These implicit methodological standards can be developed from the proportionality requirements of anti-discrimination and data protection law even if the legislator has also enacted specific methodological standards with a limited scope of application. Specific methodological standards have long existed in areas of law like insurance and credit law, which refer to established mathematical-statistical standards.
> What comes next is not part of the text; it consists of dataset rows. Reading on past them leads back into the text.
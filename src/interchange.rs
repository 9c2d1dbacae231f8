//! CSV export and import of the task table.

use std::io::{Read, Write};
use std::path::Path;

use serde::{Deserialize, Serialize};
use tracing::info;

use crate::error::{Error, Result};
use crate::store::TaskStore;
use crate::task::{
    format_date, format_time, format_timestamp, parse_date, parse_optional, parse_time,
    parse_timestamp, Task, TaskDraft, TaskRecord,
};

pub const HEADER: [&str; 8] = [
    "ID",
    "Task",
    "Description",
    "DueDate",
    "DueTime",
    "Priority",
    "Status",
    "CompletedAt",
];

/// Columns an import cannot do without. `ID` is ignored and `CompletedAt` may be absent.
const REQUIRED: [&str; 6] = ["Task", "Description", "DueDate", "DueTime", "Priority", "Status"];

#[derive(Debug, Serialize)]
struct ExportRow<'a> {
    #[serde(rename = "ID")]
    id: i64,
    #[serde(rename = "Task")]
    title: &'a str,
    #[serde(rename = "Description")]
    description: Option<&'a str>,
    #[serde(rename = "DueDate")]
    due_date: Option<String>,
    #[serde(rename = "DueTime")]
    due_time: Option<String>,
    #[serde(rename = "Priority")]
    priority: &'static str,
    #[serde(rename = "Status")]
    status: &'static str,
    #[serde(rename = "CompletedAt")]
    completed_at: Option<String>,
}

impl<'a> From<&'a Task> for ExportRow<'a> {
    fn from(task: &'a Task) -> Self {
        Self {
            id: task.id,
            title: &task.title,
            description: task.description.as_deref(),
            due_date: task.due_date.map(format_date),
            due_time: task.due_time.map(format_time),
            priority: task.priority.as_str(),
            status: task.status.as_str(),
            completed_at: task.completed_at.map(format_timestamp),
        }
    }
}

#[derive(Debug, Deserialize)]
struct ImportRow {
    #[serde(rename = "Task")]
    title: String,
    #[serde(rename = "Description")]
    description: Option<String>,
    #[serde(rename = "DueDate")]
    due_date: Option<String>,
    #[serde(rename = "DueTime")]
    due_time: Option<String>,
    #[serde(rename = "Priority")]
    priority: String,
    #[serde(rename = "Status")]
    status: String,
    #[serde(rename = "CompletedAt", default)]
    completed_at: Option<String>,
}

impl TryFrom<ImportRow> for TaskRecord {
    type Error = Error;

    fn try_from(row: ImportRow) -> Result<Self> {
        Ok(Self {
            draft: TaskDraft {
                title: row.title,
                description: row.description.filter(|d| !d.is_empty()),
                due_date: parse_optional(row.due_date.as_deref(), parse_date)?,
                due_time: parse_optional(row.due_time.as_deref(), parse_time)?,
                priority: row.priority.parse()?,
                status: row.status.parse()?,
            },
            completed_at: parse_optional(row.completed_at.as_deref(), parse_timestamp)?,
        })
    }
}

pub fn write_tasks<W: Write>(writer: W, tasks: &[Task]) -> Result<()> {
    let mut writer = csv::Writer::from_writer(writer);
    if tasks.is_empty() {
        writer.write_record(HEADER)?;
    }
    for task in tasks {
        writer.serialize(ExportRow::from(task))?;
    }
    writer.flush()?;
    Ok(())
}

/// Parses every row before returning, so a bad row rejects the whole file.
pub fn read_records<R: Read>(reader: R) -> Result<Vec<TaskRecord>> {
    let mut reader = csv::Reader::from_reader(reader);
    let headers = reader.headers()?.clone();
    if let Some(missing) = REQUIRED
        .into_iter()
        .find(|name| !headers.iter().any(|h| h == *name))
    {
        return Err(Error::MissingColumn(missing));
    }
    reader
        .deserialize::<ImportRow>()
        .map(|row| TaskRecord::try_from(row?))
        .collect()
}

pub fn export(store: &TaskStore, path: &Path) -> Result<usize> {
    let tasks = store.all()?;
    let file = std::fs::File::create(path)?;
    write_tasks(file, &tasks)?;
    info!(count = tasks.len(), path = %path.display(), "exported tasks");
    Ok(tasks.len())
}

pub fn import(store: &TaskStore, path: &Path) -> Result<usize> {
    let file = std::fs::File::open(path)?;
    let records = read_records(file)?;
    let count = store.insert_records(&records)?;
    info!(count, path = %path.display(), "imported tasks");
    Ok(count)
}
Anti-discrimination lawyers, however, have only recently started to call for methodological standards of profiling,Footnote ¹³⁵ long after today’s anti-discrimination laws were formulated.Footnote ¹³⁶ Admittedly, the 2016 GDPR addresses the dangers of profiling without also formulating an explicit legal methodological requirement. But Recital 71 requires that ‘the controller should use appropriate mathematical or statistical procedures for the profiling […] in a manner […] that prevents […] discriminatory effects’.Footnote ¹³⁷ This non-binding recital expresses the lawmakers’ intentions and can help to interpret the legal obligations of the GDPR. Several provisions of GDPR and other recitals also show that the Regulation intends to effectively address the dangers of profiling, including the danger of discrimination.Footnote ¹³⁸ As a consequence, even if the GDPR does not establish an explicit profiling methodology, a minimum standard is implicitly included in the requirement of ‘necessary’ data protection. In this respect, profiling differs from activities governed by standards outside of data protection law. For example, evaluating exam papers and inferring from these pieces of personal data whether the candidate qualifies for a certain grade follows criteria that have been developed in the examination subject. These criteria cannot be found in data protection law.Footnote ¹³⁹ Inferring information by means of profiling, however, is an activity inextricably linked to data processing and clearly covered by the GDPR.
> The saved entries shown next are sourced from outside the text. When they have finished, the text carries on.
use std::collections::BTreeMap;

use chrono::{NaiveDate, NaiveDateTime, NaiveTime, TimeDelta};
use taskboard::interchange;
use taskboard::reminder;
use taskboard::store::{TaskFilter, TaskStore};
use taskboard::task::{Priority, Status, TaskDraft, TaskRecord};
use taskboard::Error;
use tempfile::TempDir;

fn now() -> NaiveDateTime {
    NaiveDate::from_ymd_opt(2026, 10, 19)
        .unwrap()
        .and_hms_opt(16, 20, 5)
        .unwrap()
}

fn seeded_store(dir: &TempDir, name: &str) -> TaskStore {
    let store = TaskStore::open(dir.path().join(name)).unwrap();
    let drafts = [
        TaskDraft {
            title: "Buy milk".into(),
            description: Some("semi-skimmed, \"two\" cartons".into()),
            due_date: NaiveDate::from_ymd_opt(2026, 10, 19),
            due_time: NaiveTime::from_hms_opt(18, 0, 0),
            priority: Priority::Low,
            status: Status::ToDo,
        },
        TaskDraft {
            title: "Quarterly report".into(),
            description: Some("numbers\nand charts".into()),
            due_date: NaiveDate::from_ymd_opt(2026, 10, 31),
            due_time: None,
            priority: Priority::High,
            status: Status::Review,
        },
        TaskDraft {
            title: "Fix bike".into(),
            status: Status::Done,
            ..TaskDraft::new("Fix bike")
        },
        TaskDraft::new("Buy milk"),
    ];
    for draft in &drafts {
        store.insert(draft, now()).unwrap();
    }
    store
}

/// Multiset of everything except the id.
fn tuples(store: &TaskStore) -> BTreeMap<String, usize> {
    let mut seen = BTreeMap::new();
    for task in store.all().unwrap() {
        *seen.entry(format!("{:?}", task.record())).or_insert(0) += 1;
    }
    seen
}

#[test]
fn export_then_import_reproduces_rows_with_fresh_ids() {
    let dir = TempDir::new().unwrap();
    let source = seeded_store(&dir, "source.db");
    let csv = dir.path().join("tasks.csv");
    assert_eq!(interchange::export(&source, &csv).unwrap(), 4);

    let target = TaskStore::open(dir.path().join("target.db")).unwrap();
    target.insert(&TaskDraft::new("already here"), now()).unwrap();
    assert_eq!(interchange::import(&target, &csv).unwrap(), 4);

    let mut imported = tuples(&target);
    let existing = format!(
        "{:?}",
        TaskRecord {
            draft: TaskDraft::new("already here"),
            completed_at: None,
        }
    );
    assert_eq!(imported.remove(&existing), Some(1));
    assert_eq!(imported, tuples(&source));

    let source_ids: Vec<_> = source.all().unwrap().iter().map(|t| t.id).collect();
    let target_ids: Vec<_> = target.all().unwrap().iter().skip(1).map(|t| t.id).collect();
    assert_ne!(source_ids, target_ids);
}

#[test]
fn completion_invariant_holds_after_every_write() {
    let dir = TempDir::new().unwrap();
    let store = seeded_store(&dir, "tasks.db");
    let check = |store: &TaskStore| {
        for task in store.all().unwrap() {
            assert_eq!(task.completed_at.is_some(), task.status == Status::Done, "{task:?}");
        }
    };
    check(&store);

    let ids: Vec<_> = store.all().unwrap().iter().map(|t| t.id).collect();
    for (i, id) in ids.iter().enumerate() {
        let status = Status::ALL[(i + 1) % Status::ALL.len()];
        store.set_status(*id, status, now()).unwrap();
        check(&store);
        let mut draft = store.get(*id).unwrap().unwrap().draft();
        draft.status = status.next();
        store.update(*id, &draft, now()).unwrap();
        check(&store);
    }
}

#[test]
fn filters_compose() {
    let dir = TempDir::new().unwrap();
    let store = seeded_store(&dir, "tasks.db");

    let high = store
        .list(&TaskFilter::text("milk").with_priority(Some(Priority::High)))
        .unwrap();
    assert!(high.is_empty());

    let charts = store.list(&TaskFilter::text("charts")).unwrap();
    assert_eq!(charts.len(), 1);
    assert_eq!(charts[0].title, "Quarterly report");

    let milk = store.list(&TaskFilter::text("MILK")).unwrap();
    assert_eq!(milk.len(), 2);
}

#[test]
fn buy_milk_reminder_scenario() {
    let dir = TempDir::new().unwrap();
    let store = TaskStore::open(dir.path().join("tasks.db")).unwrap();
    let window = std::time::Duration::from_secs(300);
    let due = |minutes| {
        let at = now() + TimeDelta::minutes(minutes);
        TaskDraft {
            due_date: Some(at.date()),
            due_time: Some(at.time()),
            ..TaskDraft::new("Buy milk")
        }
    };

    let id = store.insert(&due(2), now()).unwrap();
    let hits = reminder::scan(&store, now(), window).unwrap();
    assert_eq!(hits.len(), 1);
    assert_eq!(hits[0].task_id, id);

    store.update(id, &due(10), now()).unwrap();
    assert!(reminder::scan(&store, now(), window).unwrap().is_empty());
}

#[test]
fn deleting_unknown_id_changes_nothing() {
    let dir = TempDir::new().unwrap();
    let store = seeded_store(&dir, "tasks.db");
    let before = store.all().unwrap();

    let err = store.delete(9_999).unwrap_err();
    assert!(matches!(err, Error::NotFound(9_999)));
    assert_eq!(store.all().unwrap(), before);
}
use std::path::PathBuf;

use thiserror::Error;

#[derive(Error, Debug)]
pub enum Error {
    #[error("could not open task database {}: {source}", .path.display())]
    Connection {
        path: PathBuf,
        #[source]
        source: rusqlite::Error,
    },

    #[error("database error: {0}")]
    Sql(#[from] rusqlite::Error),

    #[error("task {0} not found")]
    NotFound(i64),

    #[error("task title cannot be empty")]
    EmptyTitle,

    #[error("invalid {field}: {value:?}")]
    InvalidField { field: &'static str, value: String },

    #[error("CSV file is missing the {0:?} column")]
    MissingColumn(&'static str),

    #[error("CSV error: {0}")]
    Csv(#[from] csv::Error),

    #[error("I/O error: {0}")]
    Io(#[from] std::io::Error),

    #[error("invalid config {}: {source}", .path.display())]
    Config {
        path: PathBuf,
        #[source]
        source: serde_json::Error,
    },
}

pub type Result<T> = std::result::Result<T, Error>;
This minimum standard of a proportionate profiling methodology does not amount to a free-standing ‘right to reasonable inferences’Footnote ¹⁴⁰. It is a justification requirement triggered by discrimination, this means by different treatment and detrimental impact. However, many decisions based on profiling will involve different treatment or detrimental impact. As a consequence, this minimum standard of proportionate profiling methodology has a wide scope of application. What’s more, this standard does not only entail the need for ‘reasonable’ inferences. Proportionality comprises more than the validity of inferences, it also calls for the least discriminatory methodology that is possible or that can be reasonably expected of the decision-maker.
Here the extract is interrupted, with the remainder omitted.